## WORK TO BE COMPLETED
Where the listing below reaches the line containing "filename src/backend/msr.rs", start writing out lines exactly, and stop once the line containing "when collection finishes" has been written.

## SUPPLIED ENTRIES
───

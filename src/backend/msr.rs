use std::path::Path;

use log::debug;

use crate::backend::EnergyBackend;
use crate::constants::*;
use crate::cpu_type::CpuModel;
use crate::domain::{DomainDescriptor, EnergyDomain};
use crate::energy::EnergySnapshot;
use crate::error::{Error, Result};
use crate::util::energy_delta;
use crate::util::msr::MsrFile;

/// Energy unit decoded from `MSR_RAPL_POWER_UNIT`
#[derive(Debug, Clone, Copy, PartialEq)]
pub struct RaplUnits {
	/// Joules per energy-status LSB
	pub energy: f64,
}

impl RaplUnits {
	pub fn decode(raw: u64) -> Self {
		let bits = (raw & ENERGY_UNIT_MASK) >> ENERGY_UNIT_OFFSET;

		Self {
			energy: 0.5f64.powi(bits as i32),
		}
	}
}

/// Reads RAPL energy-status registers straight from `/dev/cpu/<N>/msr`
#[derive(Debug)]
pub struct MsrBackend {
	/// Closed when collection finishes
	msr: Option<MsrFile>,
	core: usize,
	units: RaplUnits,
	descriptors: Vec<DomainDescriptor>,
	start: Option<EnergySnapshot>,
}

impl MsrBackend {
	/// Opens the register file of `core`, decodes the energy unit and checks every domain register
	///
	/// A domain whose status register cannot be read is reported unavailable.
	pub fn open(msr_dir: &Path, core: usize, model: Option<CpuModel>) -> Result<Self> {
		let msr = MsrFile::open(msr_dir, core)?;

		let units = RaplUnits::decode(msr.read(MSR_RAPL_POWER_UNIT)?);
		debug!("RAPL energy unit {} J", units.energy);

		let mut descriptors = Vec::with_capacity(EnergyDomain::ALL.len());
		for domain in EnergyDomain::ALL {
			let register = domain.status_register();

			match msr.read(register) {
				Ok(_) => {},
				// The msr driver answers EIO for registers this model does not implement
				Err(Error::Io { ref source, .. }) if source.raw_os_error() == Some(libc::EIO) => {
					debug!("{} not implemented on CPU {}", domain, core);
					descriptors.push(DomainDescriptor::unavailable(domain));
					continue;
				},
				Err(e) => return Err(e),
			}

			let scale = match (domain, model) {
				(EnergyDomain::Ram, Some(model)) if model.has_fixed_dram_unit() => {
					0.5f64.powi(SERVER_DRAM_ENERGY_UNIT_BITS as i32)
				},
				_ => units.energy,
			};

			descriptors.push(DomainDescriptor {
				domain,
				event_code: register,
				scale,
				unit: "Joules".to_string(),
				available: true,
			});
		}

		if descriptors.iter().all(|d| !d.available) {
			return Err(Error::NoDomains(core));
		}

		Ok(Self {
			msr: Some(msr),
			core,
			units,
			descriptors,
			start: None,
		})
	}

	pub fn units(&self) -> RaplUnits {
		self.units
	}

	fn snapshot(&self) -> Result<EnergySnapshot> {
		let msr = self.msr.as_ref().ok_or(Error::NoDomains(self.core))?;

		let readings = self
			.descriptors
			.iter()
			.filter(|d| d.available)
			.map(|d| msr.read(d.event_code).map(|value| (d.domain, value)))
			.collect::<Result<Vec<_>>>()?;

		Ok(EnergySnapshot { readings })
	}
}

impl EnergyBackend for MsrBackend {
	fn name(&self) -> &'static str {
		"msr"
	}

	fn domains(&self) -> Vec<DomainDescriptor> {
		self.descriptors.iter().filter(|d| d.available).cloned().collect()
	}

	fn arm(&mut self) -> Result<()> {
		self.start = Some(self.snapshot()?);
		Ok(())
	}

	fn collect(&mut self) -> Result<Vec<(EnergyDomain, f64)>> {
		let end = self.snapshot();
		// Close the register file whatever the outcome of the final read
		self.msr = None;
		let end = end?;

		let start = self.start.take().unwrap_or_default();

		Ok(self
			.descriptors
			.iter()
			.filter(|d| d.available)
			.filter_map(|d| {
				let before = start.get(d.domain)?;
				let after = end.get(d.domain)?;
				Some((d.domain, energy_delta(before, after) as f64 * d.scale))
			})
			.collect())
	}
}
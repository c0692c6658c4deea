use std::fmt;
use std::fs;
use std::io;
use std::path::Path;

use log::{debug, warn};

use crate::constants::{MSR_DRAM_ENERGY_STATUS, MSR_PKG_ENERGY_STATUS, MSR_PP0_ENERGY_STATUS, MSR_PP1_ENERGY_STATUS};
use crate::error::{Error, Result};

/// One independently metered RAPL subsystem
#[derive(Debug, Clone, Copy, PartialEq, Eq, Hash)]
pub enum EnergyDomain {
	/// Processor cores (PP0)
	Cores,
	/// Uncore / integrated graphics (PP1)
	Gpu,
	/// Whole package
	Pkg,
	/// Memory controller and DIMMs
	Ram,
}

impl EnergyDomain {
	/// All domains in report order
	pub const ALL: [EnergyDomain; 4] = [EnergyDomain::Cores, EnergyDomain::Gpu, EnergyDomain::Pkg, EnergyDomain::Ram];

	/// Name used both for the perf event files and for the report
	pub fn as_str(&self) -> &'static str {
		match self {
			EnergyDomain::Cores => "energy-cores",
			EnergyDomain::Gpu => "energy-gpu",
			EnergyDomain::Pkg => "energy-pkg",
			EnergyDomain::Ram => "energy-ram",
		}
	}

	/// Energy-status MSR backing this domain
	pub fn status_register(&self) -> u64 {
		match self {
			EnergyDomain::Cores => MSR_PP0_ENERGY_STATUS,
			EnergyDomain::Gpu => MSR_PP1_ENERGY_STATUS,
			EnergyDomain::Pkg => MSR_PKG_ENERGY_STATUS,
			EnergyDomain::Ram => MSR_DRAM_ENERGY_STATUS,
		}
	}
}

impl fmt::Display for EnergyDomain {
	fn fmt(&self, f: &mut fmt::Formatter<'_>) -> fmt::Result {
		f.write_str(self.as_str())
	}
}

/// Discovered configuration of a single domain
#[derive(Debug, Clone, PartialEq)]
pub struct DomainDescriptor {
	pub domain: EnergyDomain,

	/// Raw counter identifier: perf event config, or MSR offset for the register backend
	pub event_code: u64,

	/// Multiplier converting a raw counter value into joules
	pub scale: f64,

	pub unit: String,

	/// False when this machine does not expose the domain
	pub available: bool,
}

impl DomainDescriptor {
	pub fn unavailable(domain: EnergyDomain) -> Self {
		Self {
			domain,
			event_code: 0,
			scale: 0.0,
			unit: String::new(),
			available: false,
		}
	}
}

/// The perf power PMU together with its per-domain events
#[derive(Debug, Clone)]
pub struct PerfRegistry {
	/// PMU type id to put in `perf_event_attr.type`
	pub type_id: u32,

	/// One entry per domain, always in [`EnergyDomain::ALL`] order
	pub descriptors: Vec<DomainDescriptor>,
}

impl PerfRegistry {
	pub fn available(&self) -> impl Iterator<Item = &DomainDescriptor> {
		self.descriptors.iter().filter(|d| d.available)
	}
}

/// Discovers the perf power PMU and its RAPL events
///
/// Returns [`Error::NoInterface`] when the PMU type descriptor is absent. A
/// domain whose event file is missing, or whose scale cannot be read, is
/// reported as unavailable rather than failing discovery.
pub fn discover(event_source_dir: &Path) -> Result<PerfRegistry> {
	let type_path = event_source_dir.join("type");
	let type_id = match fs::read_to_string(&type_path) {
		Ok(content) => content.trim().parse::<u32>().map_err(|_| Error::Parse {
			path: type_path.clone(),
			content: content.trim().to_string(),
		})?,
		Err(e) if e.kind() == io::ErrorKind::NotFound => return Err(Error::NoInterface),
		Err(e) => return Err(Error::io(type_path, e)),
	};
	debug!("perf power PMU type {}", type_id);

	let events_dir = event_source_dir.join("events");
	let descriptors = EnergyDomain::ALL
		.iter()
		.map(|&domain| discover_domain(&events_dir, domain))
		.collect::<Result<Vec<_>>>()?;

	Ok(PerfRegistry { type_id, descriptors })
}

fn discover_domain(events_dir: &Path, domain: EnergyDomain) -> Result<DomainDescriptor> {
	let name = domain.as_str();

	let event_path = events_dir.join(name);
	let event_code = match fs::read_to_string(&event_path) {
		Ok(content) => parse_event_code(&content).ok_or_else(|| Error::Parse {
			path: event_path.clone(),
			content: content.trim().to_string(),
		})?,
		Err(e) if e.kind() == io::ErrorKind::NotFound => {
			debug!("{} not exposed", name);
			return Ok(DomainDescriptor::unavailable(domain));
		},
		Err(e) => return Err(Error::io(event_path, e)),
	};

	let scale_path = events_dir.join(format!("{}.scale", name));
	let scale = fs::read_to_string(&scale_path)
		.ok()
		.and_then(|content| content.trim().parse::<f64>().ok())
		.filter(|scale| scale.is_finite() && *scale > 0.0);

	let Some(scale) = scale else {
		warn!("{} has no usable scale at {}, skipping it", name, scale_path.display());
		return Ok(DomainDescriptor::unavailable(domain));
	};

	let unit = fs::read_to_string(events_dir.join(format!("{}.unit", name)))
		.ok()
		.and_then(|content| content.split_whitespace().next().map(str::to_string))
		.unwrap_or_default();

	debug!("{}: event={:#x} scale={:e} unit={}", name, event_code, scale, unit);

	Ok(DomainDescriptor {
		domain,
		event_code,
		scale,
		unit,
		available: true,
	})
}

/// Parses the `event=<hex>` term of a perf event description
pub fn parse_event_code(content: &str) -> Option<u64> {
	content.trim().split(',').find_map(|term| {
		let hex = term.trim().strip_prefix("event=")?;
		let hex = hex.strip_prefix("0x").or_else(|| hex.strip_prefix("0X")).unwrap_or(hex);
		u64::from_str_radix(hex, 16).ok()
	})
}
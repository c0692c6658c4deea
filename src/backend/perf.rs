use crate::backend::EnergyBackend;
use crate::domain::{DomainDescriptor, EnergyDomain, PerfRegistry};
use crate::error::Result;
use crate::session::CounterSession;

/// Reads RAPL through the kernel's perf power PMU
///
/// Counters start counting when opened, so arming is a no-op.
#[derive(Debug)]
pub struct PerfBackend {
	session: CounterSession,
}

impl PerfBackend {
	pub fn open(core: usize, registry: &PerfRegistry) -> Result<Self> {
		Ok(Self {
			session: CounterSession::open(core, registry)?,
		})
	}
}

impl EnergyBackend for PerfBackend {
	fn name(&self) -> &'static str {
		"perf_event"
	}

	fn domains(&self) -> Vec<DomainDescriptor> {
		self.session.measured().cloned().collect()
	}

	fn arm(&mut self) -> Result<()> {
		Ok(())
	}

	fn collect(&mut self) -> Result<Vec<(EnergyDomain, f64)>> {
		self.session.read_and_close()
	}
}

───

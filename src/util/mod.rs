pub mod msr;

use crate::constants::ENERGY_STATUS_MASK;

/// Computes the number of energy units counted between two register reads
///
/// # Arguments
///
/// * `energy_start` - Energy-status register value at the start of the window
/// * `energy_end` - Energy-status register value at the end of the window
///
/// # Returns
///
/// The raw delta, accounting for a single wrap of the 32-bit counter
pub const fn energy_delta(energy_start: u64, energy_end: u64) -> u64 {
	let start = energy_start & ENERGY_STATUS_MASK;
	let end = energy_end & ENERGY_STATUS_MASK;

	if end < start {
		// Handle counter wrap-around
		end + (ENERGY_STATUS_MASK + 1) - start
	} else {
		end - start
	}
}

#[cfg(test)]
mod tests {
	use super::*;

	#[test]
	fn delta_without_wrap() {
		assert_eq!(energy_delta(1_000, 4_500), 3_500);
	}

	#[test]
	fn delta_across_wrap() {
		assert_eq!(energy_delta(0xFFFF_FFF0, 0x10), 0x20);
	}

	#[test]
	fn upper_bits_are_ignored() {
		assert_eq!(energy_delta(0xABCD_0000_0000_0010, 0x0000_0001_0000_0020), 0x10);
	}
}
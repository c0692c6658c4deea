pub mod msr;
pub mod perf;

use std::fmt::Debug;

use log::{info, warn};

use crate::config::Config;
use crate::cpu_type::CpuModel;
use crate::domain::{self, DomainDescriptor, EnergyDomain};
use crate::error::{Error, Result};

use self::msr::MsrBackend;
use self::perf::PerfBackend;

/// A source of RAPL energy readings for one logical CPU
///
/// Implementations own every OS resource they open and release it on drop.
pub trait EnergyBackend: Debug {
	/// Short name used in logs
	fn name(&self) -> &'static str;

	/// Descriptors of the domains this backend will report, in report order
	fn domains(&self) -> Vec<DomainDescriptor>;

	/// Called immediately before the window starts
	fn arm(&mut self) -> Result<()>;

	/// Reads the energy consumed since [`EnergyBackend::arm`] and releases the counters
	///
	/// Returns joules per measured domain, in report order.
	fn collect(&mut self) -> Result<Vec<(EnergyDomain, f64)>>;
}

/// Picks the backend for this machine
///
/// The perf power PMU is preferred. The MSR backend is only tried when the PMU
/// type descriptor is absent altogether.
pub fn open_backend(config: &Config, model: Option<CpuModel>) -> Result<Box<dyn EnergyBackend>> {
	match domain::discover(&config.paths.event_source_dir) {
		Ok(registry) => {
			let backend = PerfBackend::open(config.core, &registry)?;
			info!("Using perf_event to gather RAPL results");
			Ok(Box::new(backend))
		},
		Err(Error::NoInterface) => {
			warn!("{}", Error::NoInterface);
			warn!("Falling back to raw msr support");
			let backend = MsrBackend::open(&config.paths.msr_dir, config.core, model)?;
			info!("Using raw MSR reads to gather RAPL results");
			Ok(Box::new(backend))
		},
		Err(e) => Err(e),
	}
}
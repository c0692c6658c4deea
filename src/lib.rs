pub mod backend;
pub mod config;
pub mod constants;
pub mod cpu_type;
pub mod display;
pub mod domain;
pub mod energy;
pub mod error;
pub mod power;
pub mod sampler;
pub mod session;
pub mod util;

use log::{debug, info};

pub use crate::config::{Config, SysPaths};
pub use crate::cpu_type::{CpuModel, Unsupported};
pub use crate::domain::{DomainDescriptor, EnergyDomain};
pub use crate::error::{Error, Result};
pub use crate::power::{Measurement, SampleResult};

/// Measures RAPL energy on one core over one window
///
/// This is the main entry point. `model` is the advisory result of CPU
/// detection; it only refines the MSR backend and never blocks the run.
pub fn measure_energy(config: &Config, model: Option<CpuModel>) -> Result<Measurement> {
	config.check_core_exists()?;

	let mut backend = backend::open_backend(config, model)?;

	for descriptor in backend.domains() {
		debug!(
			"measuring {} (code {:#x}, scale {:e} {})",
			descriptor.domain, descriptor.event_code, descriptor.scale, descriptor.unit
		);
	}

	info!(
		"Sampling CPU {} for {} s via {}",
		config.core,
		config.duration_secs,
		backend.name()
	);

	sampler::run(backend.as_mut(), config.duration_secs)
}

───

## RESULT FOR THIS TASK
filename src/backend/msr.rs
use std::path::Path;

use log::debug;

use crate::backend::EnergyBackend;
use crate::constants::*;
use crate::cpu_type::CpuModel;
use crate::domain::{DomainDescriptor, EnergyDomain};
use crate::energy::EnergySnapshot;
use crate::error::{Error, Result};
use crate::util::energy_delta;
use crate::util::msr::MsrFile;

/// Energy unit decoded from `MSR_RAPL_POWER_UNIT`
#[derive(Debug, Clone, Copy, PartialEq)]
pub struct RaplUnits {
	/// Joules per energy-status LSB
	pub energy: f64,
}

impl RaplUnits {
	pub fn decode(raw: u64) -> Self {
		let bits = (raw & ENERGY_UNIT_MASK) >> ENERGY_UNIT_OFFSET;

		Self {
			energy: 0.5f64.powi(bits as i32),
		}
	}
}

/// Reads RAPL energy-status registers straight from `/dev/cpu/<N>/msr`
#[derive(Debug)]
pub struct MsrBackend {
	/// Closed when collection finishes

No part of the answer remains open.